═════ Data to examine ═════

use std::sync::Arc;

use tracing::debug;

use shared_database::{AppointmentTally, ClinicStore, DatabaseError};
use shared_models::DoctorDirectory;

use crate::models::{ClinicStatistics, DoctorAppointmentCount};

pub struct StatisticsAggregator {
    store: Arc<dyn ClinicStore>,
    directory: Arc<DoctorDirectory>,
}

impl StatisticsAggregator {
    pub fn new(store: Arc<dyn ClinicStore>, directory: Arc<DoctorDirectory>) -> Self {
        Self { store, directory }
    }

    pub async fn compute(&self) -> Result<ClinicStatistics, DatabaseError> {
        let tallies = self.store.appointment_tallies().await?;
        let patients = self.store.count_patients().await?;

        let stats = summarize(&self.directory, &tallies, patients);
        debug!(
            "Computed statistics: {} appointments across {} doctors",
            stats.total_appointments,
            stats.per_doctor.len()
        );
        Ok(stats)
    }
}

/// Per-doctor counts, busiest first. Rows for a doctor missing from the
/// directory are kept under the stored id so totals still add up.
pub fn summarize(
    directory: &DoctorDirectory,
    tallies: &[AppointmentTally],
    total_patients: i64,
) -> ClinicStatistics {
    let mut per_doctor: Vec<DoctorAppointmentCount> = tallies
        .iter()
        .filter(|t| t.total > 0)
        .map(|t| DoctorAppointmentCount {
            doctor_id: t.doctor_id.clone(),
            doctor_name: directory.display_name(&t.doctor_id).to_string(),
            total: t.total,
            active: t.active,
            cancelled: t.total - t.active,
        })
        .collect();

    per_doctor.sort_by(|a, b| {
        b.total
            .cmp(&a.total)
            .then_with(|| a.doctor_name.cmp(&b.doctor_name))
    });

    let total_appointments: i64 = per_doctor.iter().map(|d| d.total).sum();
    let active_appointments: i64 = per_doctor.iter().map(|d| d.active).sum();

    ClinicStatistics {
        total_appointments,
        active_appointments,
        cancelled_appointments: total_appointments - active_appointments,
        total_patients,
        per_doctor,
    }
}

═════

* **What you have to do**: Letter for letter, copy all of the entries above.

* **Response area**:
use std::sync::Arc;

use tracing::debug;

use shared_database::{AppointmentTally, ClinicStore, DatabaseError};
use shared_models::DoctorDirectory;

use crate::models::{ClinicStatistics, DoctorAppointmentCount};

pub struct StatisticsAggregator {
    store: Arc<dyn ClinicStore>,
    directory: Arc<DoctorDirectory>,
}

impl StatisticsAggregator {
    pub fn new(store: Arc<dyn ClinicStore>, directory: Arc<DoctorDirectory>) -> Self {
        Self { store, directory }
    }

    pub async fn compute(&self) -> Result<ClinicStatistics, DatabaseError> {
        let tallies = self.store.appointment_tallies().await?;
        let patients = self.store.count_patients().await?;

        let stats = summarize(&self.directory, &tallies, patients);
        debug!(
            "Computed statistics: {} appointments across {} doctors",
            stats.total_appointments,
            stats.per_doctor.len()
        );
        Ok(stats)
    }
}

/// Per-doctor counts, busiest first. Rows for a doctor missing from the
/// directory are kept under the stored id so totals still add up.
pub fn summarize(
    directory: &DoctorDirectory,
    tallies: &[AppointmentTally],
    total_patients: i64,
) -> ClinicStatistics {
    let mut per_doctor: Vec<DoctorAppointmentCount> = tallies
        .iter()
        .filter(|t| t.total > 0)
        .map(|t| DoctorAppointmentCount {
            doctor_id: t.doctor_id.clone(),
            doctor_name: directory.display_name(&t.doctor_id).to_string(),
            total: t.total,
            active: t.active,
            cancelled: t.total - t.active,
        })
        .collect();

    per_doctor.sort_by(|a, b| {
        b.total
            .cmp(&a.total)
            .then_with(|| a.doctor_name.cmp(&b.doctor_name))
    });

    let total_appointments: i64 = per_doctor.iter().map(|d| d.total).sum();
    let active_appointments: i64 = per_doctor.iter().map(|d| d.active).sum();

    ClinicStatistics {
        total_appointments,
        active_appointments,
        cancelled_appointments: total_appointments - active_appointments,
        total_patients,
        per_doctor,
    }
}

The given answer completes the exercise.